■ **Exercise details**:
Your response should consist of the full data, set down exactly.
----------
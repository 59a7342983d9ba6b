use anyhow::Context;
use slack_log_handler::SlackLayer;
use slack_log_handler::config::load_options;
use std::error::Error;
use tracing_subscriber::EnvFilter;
use tracing_subscriber::filter::LevelFilter;
use tracing_subscriber::layer::{Layer, SubscriberExt};
use tracing_subscriber::util::SubscriberInitExt;

/// Sends a couple of test records to the configured channel
fn main() -> anyhow::Result<()> {
    let options = load_options().context("failed to load SLACK_LOG_* configuration")?;
    let channel = options.channel.clone();

    let slack = SlackLayer::connect(options)
        .context("failed to set up Slack log handler")?
        .with_filter(LevelFilter::WARN);

    tracing_subscriber::registry()
        .with(
            tracing_subscriber::fmt::layer()
                .with_target(true)
                .with_line_number(true)
                .with_filter(
                    EnvFilter::try_from_default_env()
                        .unwrap_or_else(|_| EnvFilter::new("slack_log_handler=debug,info")),
                ),
        )
        .with(slack)
        .init();

    tracing::info!(channel = %channel, "Sending test records");

    tracing::warn!(check = "connectivity", "Slack log handler test warning");

    if let Err(err) = std::fs::read_to_string("/nonexistent/slack-log-handler.toml")
        .context("failed to read demo config")
    {
        let source: &(dyn Error + 'static) = err.as_ref();
        tracing::error!(error = source, "Slack log handler test error");
    }

    tracing::info!("Done");
    Ok(())
}
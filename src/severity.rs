//! Severity levels and their Slack presentation

use crate::error::{Result, SlackLogError};
use serde::{Deserialize, Serialize};
use std::fmt;
use std::str::FromStr;

/// Built-in Slack attachment color for errors
pub const ERROR_COLOR: &str = "danger";

/// Built-in Slack attachment color for warnings
pub const WARNING_COLOR: &str = "warning";

pub const INFO_COLOR: &str = "#439FE0";

/// Emoji used as the message icon when neither an emoji nor an icon URL is configured
pub const DEFAULT_EMOJI: &str = ":heavy_exclamation_mark:";

/// Numeric, ordered log severity.
///
/// The named levels are spaced by ten so that custom levels can sit between
/// them (e.g. `Severity(5)` for tracing's TRACE). Levels that are not one of
/// the named constants are still valid severities; they simply have no
/// dedicated presentation.
#[derive(
    Debug, Default, Clone, Copy, PartialEq, Eq, PartialOrd, Ord, Hash, Serialize, Deserialize,
)]
pub struct Severity(pub u8);

impl Severity {
    pub const NOTSET: Severity = Severity(0);
    pub const DEBUG: Severity = Severity(10);
    pub const INFO: Severity = Severity(20);
    pub const WARNING: Severity = Severity(30);
    pub const ERROR: Severity = Severity(40);
    pub const CRITICAL: Severity = Severity(50);

    /// Level name, or `None` for custom levels
    pub fn name(&self) -> Option<&'static str> {
        match *self {
            Self::NOTSET => Some("NOTSET"),
            Self::DEBUG => Some("DEBUG"),
            Self::INFO => Some("INFO"),
            Self::WARNING => Some("WARNING"),
            Self::ERROR => Some("ERROR"),
            Self::CRITICAL => Some("CRITICAL"),
            _ => None,
        }
    }
}

impl fmt::Display for Severity {
    fn fmt(&self, f: &mut fmt::Formatter<'_>) -> fmt::Result {
        match self.name() {
            Some(name) => f.write_str(name),
            None => write!(f, "Level {}", self.0),
        }
    }
}

impl From<tracing::Level> for Severity {
    fn from(level: tracing::Level) -> Self {
        match level {
            tracing::Level::ERROR => Self::ERROR,
            tracing::Level::WARN => Self::WARNING,
            tracing::Level::INFO => Self::INFO,
            tracing::Level::DEBUG => Self::DEBUG,
            // No named counterpart, sits below DEBUG
            tracing::Level::TRACE => Severity(5),
        }
    }
}

impl FromStr for Severity {
    type Err = SlackLogError;

    fn from_str(s: &str) -> Result<Self> {
        let s = s.trim();
        if let Ok(n) = s.parse::<u8>() {
            return Ok(Severity(n));
        }

        match s.to_ascii_lowercase().as_str() {
            "notset" => Ok(Self::NOTSET),
            "debug" => Ok(Self::DEBUG),
            "info" => Ok(Self::INFO),
            "warn" | "warning" => Ok(Self::WARNING),
            "error" => Ok(Self::ERROR),
            "critical" | "fatal" => Ok(Self::CRITICAL),
            _ => Err(SlackLogError::Config(format!("Invalid severity level: {}", s))),
        }
    }
}

/// Attachment color for a severity.
///
/// Total over all levels: anything without a dedicated color (including
/// NOTSET and custom levels) gets the info color.
pub fn color_for(severity: Severity) -> &'static str {
    match severity {
        Severity::CRITICAL | Severity::ERROR => ERROR_COLOR,
        Severity::WARNING => WARNING_COLOR,
        Severity::INFO | Severity::DEBUG | Severity::NOTSET => INFO_COLOR,
        _ => INFO_COLOR,
    }
}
----------
■ **Solution for this task**:
repository 59a7342983d9ba6b
use anyhow::Context;
use slack_log_handler::SlackLayer;
use slack_log_handler::config::load_options;
use std::error::Error;
use tracing_subscriber::EnvFilter;
use tracing_subscriber::filter::LevelFilter;
use tracing_subscriber::layer::{Layer, SubscriberExt};
use tracing_subscriber::util::SubscriberInitExt;

/// Sends a couple of test records to the configured channel
fn main() -> anyhow::Result<()> {
    let options = load_options().context("failed to load SLACK_LOG_* configuration")?;
    let channel = options.channel.clone();

    let slack = SlackLayer::connect(options)
        .context("failed to set up Slack log handler")?
        .with_filter(LevelFilter::WARN);

    tracing_subscriber::registry()
        .with(
            tracing_subscriber::fmt::layer()
                .with_target(true)
                .with_line_number(true)
                .with_filter(
                    EnvFilter::try_from_default_env()
                        .unwrap_or_else(|_| EnvFilter::new("slack_log_handler=debug,info")),
                ),
        )
        .with(slack)
        .init();

    tracing::info!(channel = %channel, "Sending test records");

    tracing::warn!(check = "connectivity", "Slack log handler test warning");

    if let Err(err) = std::fs::read_to_string("/nonexistent/slack-log-handler.toml")
        .context("failed to read demo config")
    {
        let source: &(dyn Error + 'static) = err.as_ref();
        tracing::error!(error = source, "Slack log handler test error");
    }

    tracing::info!("Done");
    Ok(())
}
filename src/severity.rs
//! Severity levels and their Slack presentation

use crate::error::{Result, SlackLogError};
use serde::{Deserialize, Serialize};
use std::fmt;
use std::str::FromStr;

/// Built-in Slack attachment color for errors
pub const ERROR_COLOR: &str = "danger";

/// Built-in Slack attachment color for warnings
pub const WARNING_COLOR: &str = "warning";

pub const INFO_COLOR: &str = "#439FE0";

/// Emoji used as the message icon when neither an emoji nor an icon URL is configured
pub const DEFAULT_EMOJI: &str = ":heavy_exclamation_mark:";

/// Numeric, ordered log severity.
///
/// The named levels are spaced by ten so that custom levels can sit between
/// them (e.g. `Severity(5)` for tracing's TRACE). Levels that are not one of
/// the named constants are still valid severities; they simply have no
/// dedicated presentation.
#[derive(
    Debug, Default, Clone, Copy, PartialEq, Eq, PartialOrd, Ord, Hash, Serialize, Deserialize,
)]
pub struct Severity(pub u8);

impl Severity {
    pub const NOTSET: Severity = Severity(0);
    pub const DEBUG: Severity = Severity(10);
    pub const INFO: Severity = Severity(20);
    pub const WARNING: Severity = Severity(30);
    pub const ERROR: Severity = Severity(40);
    pub const CRITICAL: Severity = Severity(50);

    /// Level name, or `None` for custom levels
    pub fn name(&self) -> Option<&'static str> {
        match *self {
            Self::NOTSET => Some("NOTSET"),
            Self::DEBUG => Some("DEBUG"),
            Self::INFO => Some("INFO"),
            Self::WARNING => Some("WARNING"),
            Self::ERROR => Some("ERROR"),
            Self::CRITICAL => Some("CRITICAL"),
            _ => None,
        }
    }
}

impl fmt::Display for Severity {
    fn fmt(&self, f: &mut fmt::Formatter<'_>) -> fmt::Result {
        match self.name() {
            Some(name) => f.write_str(name),
            None => write!(f, "Level {}", self.0),
        }
    }
}

impl From<tracing::Level> for Severity {
    fn from(level: tracing::Level) -> Self {
        match level {
            tracing::Level::ERROR => Self::ERROR,
            tracing::Level::WARN => Self::WARNING,
            tracing::Level::INFO => Self::INFO,
            tracing::Level::DEBUG => Self::DEBUG,
            // No named counterpart, sits below DEBUG
            tracing::Level::TRACE => Severity(5),
        }
    }
}

impl FromStr for Severity {
    type Err = SlackLogError;

    fn from_str(s: &str) -> Result<Self> {
        let s = s.trim();
        if let Ok(n) = s.parse::<u8>() {
            return Ok(Severity(n));
        }

        match s.to_ascii_lowercase().as_str() {
            "notset" => Ok(Self::NOTSET),
            "debug" => Ok(Self::DEBUG),
            "info" => Ok(Self::INFO),
            "warn" | "warning" => Ok(Self::WARNING),
            "error" => Ok(Self::ERROR),
            "critical" | "fatal" => Ok(Self::CRITICAL),
            _ => Err(SlackLogError::Config(format!("Invalid severity level: {}", s))),
        }
    }
}

/// Attachment color for a severity.
///
/// Total over all levels: anything without a dedicated color (including
/// NOTSET and custom levels) gets the info color.
pub fn color_for(severity: Severity) -> &'static str {
    match severity {
        Severity::CRITICAL | Severity::ERROR => ERROR_COLOR,
        Severity::WARNING => WARNING_COLOR,
        Severity::INFO | Severity::DEBUG | Severity::NOTSET => INFO_COLOR,
        _ => INFO_COLOR,
    }
}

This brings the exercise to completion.